Indemnification may not seem like a major consideration in most circumstances — the chances are pretty good that you won't be hit by a baseball at a game or suffer damages from faulty rental equipment. But this can be a very important consideration if you're a director of a medical equipment company, for example. There's always a possibility of a patient suing one of your client hospitals for damages suffered in a fall from one of your wheelchairs, so this type of agreement with your company means that the hospital agrees to take financial responsibility if a patient prevails in a lawsuit. Without indemnification, you could be held personally liable for damage payments.

Many times an indemnification clause is invoked in the case of third-party claims. If you rented your chainsaw from ABC Rental Company and signed such a clause, then you essentially agreed to indemnify them. This means if you accidentally used the chainsaw to carve up a neighbor's car, the neighbor could not sue ABC for renting the chainsaw to an incompetent user in the first place. If the neighbor still tried, ABC would expect you to testify in court and aid in their legal defense.

Indemnification clauses usually trump any other legal arguments, so it is important for both parties to understand precisely what actions are covered under the agreement. Some clauses can be worded too vaguely to be enforced, while other can be very specific about geographical limitations or eligible third-party participants. This is why many companies consult legal counsel before drafting an agreement for new employees and board members. The legal language must be solid or a company's executives could face major financial ruin from liability claims and lawsuits.

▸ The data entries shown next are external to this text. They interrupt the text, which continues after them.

// SPDX-License-Identifier: BUSL-1.1
// Copyright (c) 2026 Alfred Jean LLC

use super::*;
use crate::fill;

fn simulation(body: &str) -> SimulationInfo {
    fill(SimulationInfo::default(), &fah_pyon::decode(body).unwrap()).unwrap()
}

const RUNNING: &str = r#"{
  "user": "harlam357", "team": 32, "project": 7610, "run": 630, "clone": 0, "gen": 59,
  "core_type": 164, "core": "GROGBSMP", "description": "",
  "total_iterations": 2000, "iterations_done": 660, "energy": 0, "temperature": 0,
  "start_time": "2012-02-15T17:32:48", "timeout": 1329842784, "deadline": 1330447584,
  "run_time": 6372, "simulation_time": 0, "eta": 12833, "news": "", "slot": 0
}"#;

#[test]
fn raw_and_derived_fields_populate() {
    let sim = simulation(RUNNING);
    assert!(sim.errors.is_empty(), "{:?}", sim.errors);
    assert_eq!(sim.project, Some(7610));
    assert_eq!(sim.core.as_deref(), Some("GROGBSMP"));
    assert_eq!(
        sim.start_time_date_time.unwrap().to_rfc3339(),
        "2012-02-15T17:32:48+00:00"
    );
    assert_eq!(sim.timeout_date_time.unwrap().to_rfc3339(), "2012-02-21T16:46:24+00:00");
    assert_eq!(sim.run_time_time_span, Some(Duration::from_secs(6372)));
    assert_eq!(sim.eta_time_span, Some(Duration::from_secs(12833)));
    assert_eq!(sim.slot, Some(0));
}

#[test]
fn progress_and_label() {
    let sim = simulation(RUNNING);
    assert_eq!(sim.progress_percent(), Some(33.0));
    assert_eq!(sim.project_label().as_deref(), Some("P7610 (R630, C0, G59)"));
    assert_eq!(SimulationInfo::default().progress_percent(), None);
    assert_eq!(SimulationInfo::default().project_label(), None);
}

#[test]
fn zero_timeout_has_no_date() {
    let sim = simulation(r#"{"timeout": 0}"#);
    assert_eq!(sim.timeout, Some(0));
    assert_eq!(sim.timeout_date_time, None);
    assert!(sim.errors.is_empty());
}

#[test]
fn bad_deadline_fails_both_views() {
    let sim = simulation(r#"{"deadline": -1.5, "eta": 60}"#);
    assert_eq!(sim.deadline, None);
    assert_eq!(sim.deadline_date_time, None);
    assert_eq!(sim.eta, Some(60));
    let names: Vec<_> = sim.errors.iter().map(|e| e.property_name.as_str()).collect();
    assert_eq!(names, ["Deadline", "DeadlineDateTime"]);
}

#[test]
fn invalid_start_time_marker_is_unset() {
    let sim = simulation(r#"{"start_time": "<invalid>"}"#);
    assert_eq!(sim.start_time.as_deref(), Some("<invalid>"));
    assert_eq!(sim.start_time_date_time, None);
    assert!(sim.errors.is_empty());
}

#[test]
fn negative_eta_keeps_raw_value() {
    let sim = simulation(r#"{"eta": -5}"#);
    assert_eq!(sim.eta, Some(-5));
    assert_eq!(sim.eta_time_span, None);
    assert_eq!(sim.errors.len(), 1);
    assert_eq!(sim.errors[0].property_name, "EtaTimeSpan");
}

MyLawQuestions is dedicated to providing accurate and trustworthy information. We carefully select reputable sources and employ a rigorous fact-checking process to maintain the highest standards. To learn more about our commitment to accuracy, read our editorial process.
Michael Pollick
By Michael Pollick
As a frequent contributor to MyLawQuestions, Michael Pollick uses his passion for research and writing to cover a wide range of topics. His curiosity drives him to study subjects in-depth, resulting in informative and engaging articles. Prior to becoming a professional writer, Michael honed his skills as an English tutor, poet, voice-over artist, and DJ.

Discussion Comments

By anon180250 — On May 26, 2011

Then what's the difference between indemnity and indemnification?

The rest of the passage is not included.